Povidi’s SoundPost Orientation System is an infrared based direction finding system that helps blind and visually impaired people to walk in a direct line to a given point. A base station placed in key positions, such as above doorways and at traffic crossings, gives out signals which are picked up by a hand controller carried by a blind person.
Povidi’s founder, Darryl Sherwood, is a former employee of Humanware, a leader in the field of technology products for the blind and visually impaired. When the company’s research and development (R&D) division moved from Christchurch to Canada in 2007, Mr Sherwood established Povidi to develop and commercialise his SoundPost idea.
In 2008, TechNZ, the business investment programme of the Foundation, provided investment of $35,000 to help Povidi overcome the technical challenges in developing the technology.
Mark Gallagher, the Foundation’s Director Sector Investments, Manufacturing and ICT, says it’s exciting to see Mr Sherwood’s knowledge and capability being directed into new areas of innovation.
“SoundPost neatly fills a technology gap between talking GPS systems that allow blind people to get to a public space and the white cane or guide dog that helps them avoid obstacles. It’s a smart idea and a world first, with strong export potential.”
Darryl Sherwood describes SoundPost as giving blind people the ability to “simply, affordably and effectively cross 30 metres of open space” and find specific facilities such as a door, an information counter or an elevator.
The hand controller is about the size and weight of a cellphone and is expected to work for about 100 hours before needing a battery change. When it detects a base station the device sends out an audible beep or vibrates and is also capable of providing recorded voice information that gives more details such as “escalator” or “entry”. Both the base unit and the controller will sell for under $250 each.
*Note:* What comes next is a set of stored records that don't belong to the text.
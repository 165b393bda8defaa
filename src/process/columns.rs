use tracing::debug;

use crate::error::{MissingColumns, Role};
use crate::process::utils::header_text;
use crate::types::{RawCell, NUMBERS_PER_DRAW};
use crate::vocab::Vocabulary;

/// Where the winning numbers live.
#[derive(Debug, Clone, Copy, PartialEq, Eq)]
pub enum NumberColumns {
    /// One cell holds the whole list.
    Packed(usize),
    /// One column per ball, in ball order.
    Discrete([usize; NUMBERS_PER_DRAW]),
}

/// Column index per semantic role, resolved once per ingestion.
#[derive(Debug, Clone, Copy, PartialEq, Eq)]
pub struct ColumnRoleMap {
    pub contest_id: usize,
    pub draw_date: usize,
    pub numbers: NumberColumns,
}

/// First column whose header equals or contains any of `terms`.
pub fn find_column(header: &[String], terms: &[String]) -> Option<usize> {
    header.iter().position(|cell| {
        !cell.is_empty()
            && terms
                .iter()
                .any(|t| !t.is_empty() && (cell == t || cell.contains(t.as_str())))
    })
}

fn resolve_numbers(header: &[String], vocab: &Vocabulary) -> (Option<NumberColumns>, usize) {
    if let Some(idx) = find_column(header, &vocab.numbers_packed) {
        return (Some(NumberColumns::Packed(idx)), 0);
    }

    let found: Vec<usize> = (1..=NUMBERS_PER_DRAW)
        .filter_map(|ball| find_column(header, &vocab.ball_candidates(ball)))
        .collect();
    let count = found.len();
    let discrete = <[usize; NUMBERS_PER_DRAW]>::try_from(found)
        .ok()
        .map(NumberColumns::Discrete);
    (discrete, count)
}

/// Map header cells to roles. The packed numbers column wins over discrete ball columns.
pub fn resolve_columns(
    header_row: &[RawCell],
    vocab: &Vocabulary,
) -> Result<ColumnRoleMap, MissingColumns> {
    let header: Vec<String> = header_row.iter().map(header_text).collect();

    let contest_id = find_column(&header, &vocab.contest_id);
    let draw_date = find_column(&header, &vocab.draw_date);
    let (numbers, balls_found) = resolve_numbers(&header, vocab);
    debug!(?contest_id, ?draw_date, ?numbers, balls_found, "resolved columns");

    match (contest_id, draw_date, numbers) {
        (Some(contest_id), Some(draw_date), Some(numbers)) => Ok(ColumnRoleMap {
            contest_id,
            draw_date,
            numbers,
        }),
        _ => {
            let mut missing = Vec::new();
            if contest_id.is_none() {
                missing.push(Role::ContestId);
            }
            if draw_date.is_none() {
                missing.push(Role::DrawDate);
            }
            if numbers.is_none() {
                missing.push(Role::Numbers);
            }
            Err(MissingColumns {
                missing,
                balls_found,
                header: header_row.iter().map(RawCell::display).collect(),
            })
        }
    }
}
use tracing::debug;

use crate::types::{row_is_blank, Grid, RawCell, RawRow};

/// Delimiters a condensed export may use, in priority order.
pub const DELIMITERS: [char; 3] = ['\t', ';', ','];

/// The text of a row that carries exactly one populated cell, if that cell is text.
fn sole_text(row: &[RawCell]) -> Option<&str> {
    let mut populated = row.iter().filter(|c| !c.is_blank());
    match (populated.next(), populated.next()) {
        (Some(RawCell::Text(s)), None) => Some(s),
        _ => None,
    }
}

/// Decide, from the first populated row only, whether the grid is condensed and by what.
pub fn detect_delimiter(grid: &Grid) -> Option<char> {
    let first = grid.iter().find(|row| !row_is_blank(row))?;
    let text = sole_text(first)?;
    DELIMITERS.into_iter().find(|d| text.contains(*d))
}

fn split_row(text: &str, delimiter: char) -> RawRow {
    text.split(delimiter)
        .map(|part| {
            if part.trim().is_empty() {
                RawCell::Absent
            } else {
                RawCell::Text(part.to_string())
            }
        })
        .collect()
}

/// Re-split condensed rows into columns. Rows that already span several cells pass
/// through untouched; a grid with no condensed first row is returned as is.
pub fn normalize_layout(grid: Grid) -> (Grid, Option<char>) {
    let Some(delimiter) = detect_delimiter(&grid) else {
        return (grid, None);
    };
    debug!(delimiter = ?delimiter, "condensed layout detected");

    let normalized = grid
        .into_iter()
        .map(|row| {
            let split = sole_text(&row).map(|text| split_row(text, delimiter));
            split.unwrap_or(row)
        })
        .collect();
    (normalized, Some(delimiter))
}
“Our goal was to design a product that blind people can afford to buy without having to get help from funding agencies while also giving those responsible for open space environments a low cost option for making them accessible,” says Mr Sherwood.
Mr Sherwood says TechNZ support with developing SoundPost was important. “As a start-up we did not have cash reserves for R&D – I was funding the business from my own resources – so the dollars made a big difference.
“The TechNZ investment also gave us credibility. We were looking for a private investor and having backing from TechNZ helped open doors so I could at least make a pitch.”
The Christchurch City Council is Povidi’s first client, having installed 60 SoundPost Base Stations throughout the city’s Cultural Precinct which includes the Arts Centre and the Cathedral and Square.
“It’s great to have an urban city installation that allows us to show to universities, airports, other councils and organisations responsible for public access to show them how the product can improve accessibility for the blind,” says Mr Sherwood.
Povidi already has a sales partner in the United States and expects keen global interest in its technology.